- _TRY IT_
Look through the data below. Show each line where the string "server" occurs.

Stored records:
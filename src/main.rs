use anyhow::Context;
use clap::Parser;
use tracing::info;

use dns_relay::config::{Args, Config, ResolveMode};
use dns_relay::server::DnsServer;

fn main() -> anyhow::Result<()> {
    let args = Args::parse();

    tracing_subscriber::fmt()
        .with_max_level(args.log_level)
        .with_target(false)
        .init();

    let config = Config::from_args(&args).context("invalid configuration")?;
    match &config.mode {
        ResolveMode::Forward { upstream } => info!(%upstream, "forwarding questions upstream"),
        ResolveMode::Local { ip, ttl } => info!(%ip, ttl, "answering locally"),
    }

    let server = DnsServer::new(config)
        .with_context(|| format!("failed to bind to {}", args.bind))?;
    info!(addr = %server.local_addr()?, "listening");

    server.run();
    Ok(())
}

- _EXERCISE SOLUTION_
use dns_relay::server::DnsServer;
    let server = DnsServer::new(config)
    info!(addr = %server.local_addr()?, "listening");
    server.run();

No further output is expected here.